*** DATA FOR ANALYSIS Section Begins ***

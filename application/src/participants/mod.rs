//! Participants built from other participants

pub mod group;

pub use group::ParticipantGroup;
//! Turning a validated [`FileConfig`] into live participants.

use super::file_config::{FileConfig, FileParticipantConfig, FileRole};
use crate::participants::ScriptedParticipant;
use conclave_application::{Participant, ParticipantGroup, TerminationQuery};
use conclave_domain::ConfigIssue;
use std::collections::HashMap;
use std::sync::Arc;
use thiserror::Error;
use tracing::debug;

/// The configuration could not be turned into a cast
#[derive(Error, Debug)]
#[error("configuration has {} error(s)", .issues.len())]
pub struct CastError {
    pub issues: Vec<ConfigIssue>,
}

/// Everyone taking part in a configured session
#[derive(Default)]
pub struct Cast {
    /// Joined as speakers, in config order
    pub speakers: Vec<Arc<dyn Participant>>,
    /// Joined as bystanders, in config order
    pub bystanders: Vec<Arc<dyn Participant>>,
    /// Termination queries, in config order
    pub queries: Vec<TerminationQuery>,
    /// Participants with a debate position, in config order
    pub positions: Vec<(Arc<dyn Participant>, String)>,
    participants: HashMap<String, Arc<dyn Participant>>,
}

impl Cast {
    /// Build the cast, failing if validation reports any error.
    ///
    /// Warnings are not fatal; callers that want to show them should call
    /// [`FileConfig::validate`] themselves.
    pub fn from_config(config: &FileConfig) -> Result<Self, CastError> {
        let issues: Vec<ConfigIssue> = config
            .validate()
            .into_iter()
            .filter(ConfigIssue::is_error)
            .collect();
        if !issues.is_empty() {
            return Err(CastError { issues });
        }

        let mut cast = Cast::default();

        let (groups, individuals): (Vec<_>, Vec<_>) =
            config.participants.iter().partition(|p| p.is_group());
        for entry in individuals {
            let participant = scripted(entry);
            cast.participants.insert(entry.name.clone(), participant);
        }
        for entry in groups {
            let members = entry
                .members
                .iter()
                .filter_map(|name| cast.participants.get(name).cloned())
                .collect();
            let group = ParticipantGroup::new(members)
                .with_name(entry.name.as_str())
                .with_rule(entry.parse_rule().0);
            debug!("Built group {} ({})", entry.name, group.rule());
            cast.participants.insert(entry.name.clone(), Arc::new(group));
        }

        for entry in &config.participants {
            let Some(participant) = cast.participants.get(&entry.name).cloned() else {
                continue;
            };
            if let Some(position) = &entry.position {
                cast.positions.push((Arc::clone(&participant), position.clone()));
            }
            match entry.parse_role().0 {
                FileRole::Speaker => cast.speakers.push(participant),
                FileRole::Bystander => cast.bystanders.push(participant),
                FileRole::Evaluator | FileRole::Member => {}
            }
        }

        cast.queries = config
            .queries
            .iter()
            .map(|query| {
                let evaluators = query
                    .evaluators
                    .iter()
                    .filter_map(|name| cast.participants.get(name).cloned());
                TerminationQuery::each(evaluators, query.prompt.clone())
            })
            .collect();

        Ok(cast)
    }

    /// Look up any configured participant by name, joined or not
    pub fn get(&self, name: &str) -> Option<&Arc<dyn Participant>> {
        self.participants.get(name)
    }

    pub fn len(&self) -> usize {
        self.participants.len()
    }

    pub fn is_empty(&self) -> bool {
        self.participants.is_empty()
    }
}

fn scripted(entry: &FileParticipantConfig) -> Arc<dyn Participant> {
    Arc::new(
        ScriptedParticipant::new(entry.name.as_str(), entry.lines.iter().cloned())
            .with_policy(entry.parse_policy().0)
            .with_pronouns(entry.parse_pronouns().0),
    )
}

*** DATA FOR ANALYSIS Section Ends ***

→ **WHAT TO PRODUCE**
Keep both end lines and retype everything in the records above from the line containing "pub struct CastError" through the line containing "them should call", exactly, with nothing else.

→ **TASK RESPONSE**
pub struct CastError {
    pub issues: Vec<ConfigIssue>,
}

/// Everyone taking part in a configured session
#[derive(Default)]
pub struct Cast {
    /// Joined as speakers, in config order
    pub speakers: Vec<Arc<dyn Participant>>,
    /// Joined as bystanders, in config order
    pub bystanders: Vec<Arc<dyn Participant>>,
    /// Termination queries, in config order
    pub queries: Vec<TerminationQuery>,
    /// Participants with a debate position, in config order
    pub positions: Vec<(Arc<dyn Participant>, String)>,
    participants: HashMap<String, Arc<dyn Participant>>,
}

impl Cast {
    /// Build the cast, failing if validation reports any error.
    ///
    /// Warnings are not fatal; callers that want to show them should call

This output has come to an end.